- Died: 420
- Spouse: Emperor Mingyuan of Northern Wei (m. 415)

Posthumous name
- Empress Zhaoai 昭哀皇后 "the accomplished and lamentable empress"
- Father: Emperor Wenhuan of Qin

= Consort Yao =

Consort Yao (姚夫人, personal name unknown) (died 420), who was initially Princess Xiping (西平公主) of the Qiang-led Later Qin dynasty, posthumously honored as Empress Zhaoai (昭哀皇后, literally "the accomplished and lamentable empress"), was the wife of Emperor Mingyuan of the Xianbei-led Northern Wei dynasty (Tuoba Si).

==Biography==
Princess Xiping was the daughter of Yao Xing (Emperor Wenhuan of Later Qin). It is not known when exactly her marriage to the emperor of Northern Wei was negotiated, but they married in 415. When she arrived at the Northern Wei capital of Pingcheng (平城, in modern Datong, Shanxi), Emperor Mingyuan welcomed her with a great ceremony due an empress. However, Northern Wei customs dictated that only a candidate who was able to complete a golden statue with her own hands could become an empress, and Princess Xiping was unable to do so. She was therefore only made an imperial consort, not an empress, although within the palace she was treated as Emperor Mingyuan's wife and an empress. Later, Emperor Mingyuan offered to make her an empress, but she declined.

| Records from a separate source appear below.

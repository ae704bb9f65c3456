//! Table values.

/// How values are stored in a table.
///
/// Every table stores values of exactly one kind, fixed when its [`Builder`](crate::Builder) is
/// created.
#[derive(Clone, Copy, Debug, PartialEq, Eq, Hash)]
#[allow(
    clippy::exhaustive_enums,
    reason = "the two modes are part of the binary format"
)]
pub enum ValueMode {
    /// Opaque byte strings.
    Bytes,
    /// Unsigned 64-bit integers, stored as LEB128 varints.
    UInt64,
}

/// A value read from a table.
///
/// Byte values borrow from the table's storage.
#[derive(Clone, Copy, Debug, PartialEq, Eq, Hash)]
#[allow(
    clippy::exhaustive_enums,
    reason = "the two modes are part of the binary format"
)]
pub enum Value<'a> {
    /// A byte string value.
    Bytes(&'a [u8]),
    /// An integer value.
    UInt64(u64),
}

impl<'a> Value<'a> {
    /// Get the byte string, if this is a byte value.
    #[inline]
    #[must_use]
    pub const fn as_bytes(self) -> Option<&'a [u8]> {
        match self {
            Self::Bytes(bytes) => Some(bytes),
            Self::UInt64(_) => None,
        }
    }

    /// Get the integer, if this is an integer value.
    #[inline]
    #[must_use]
    pub const fn as_u64(self) -> Option<u64> {
        match self {
            Self::Bytes(_) => None,
            Self::UInt64(x) => Some(x),
        }
    }

    /// The mode this value belongs to.
    #[inline]
    #[must_use]
    pub const fn mode(self) -> ValueMode {
        match self {
            Self::Bytes(_) => ValueMode::Bytes,
            Self::UInt64(_) => ValueMode::UInt64,
        }
    }
}

/// A value owned by a builder until the table is encoded.
#[cfg(feature = "build")]
#[derive(Clone, Debug, PartialEq, Eq)]
pub(crate) enum PendingValue {
    /// Added with [`Builder::add`](crate::Builder::add).
    Bytes(alloc::vec::Vec<u8>),
    /// Added with [`Builder::add_uvarint64`](crate::Builder::add_uvarint64).
    UInt64(u64),
}

#[cfg(feature = "build")]
impl PendingValue {
    /// The mode this value belongs to.
    pub(crate) const fn mode(&self) -> ValueMode {
        match self {
            Self::Bytes(_) => ValueMode::Bytes,
            Self::UInt64(_) => ValueMode::UInt64,
        }
    }
}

In 416, as Later Qin came under attack by the Jin general, Liu Yu, Emperor Mingyuan considered dispatching troops to attack Liu Yu's flank, in order to save Later Qin (then ruled by Consort Yao's brother, Yao Hong), an idea that many of his officials supported based on the marital relationships and their nagging suspicions that Liu Yu intended to attack Northern Wei as well. But after advice from the official, Cui Hao, whose opinions Emperor Mingyuan respected, he called off the campaign, and except for minor skirmishes near the Yellow River, Liu Yu's campaign against Later Qin went unimpeded by Northern Wei forces, and Later Qin fell in 417. Emperor Mingyuan did then issue a decree that anyone who was able to rescue members of the Later Qin's imperial household and deliver them to Pingcheng would be greatly rewarded, and a number of Later Qin officials also surrendered their domains to Northern Wei.

In 420, Consort Yao died. Regretting that he had never made her empress, Emperor Mingyuan buried her with honors due an empress, including a burial with an empress' seal, and posthumously honored her as Empress Zhaoai.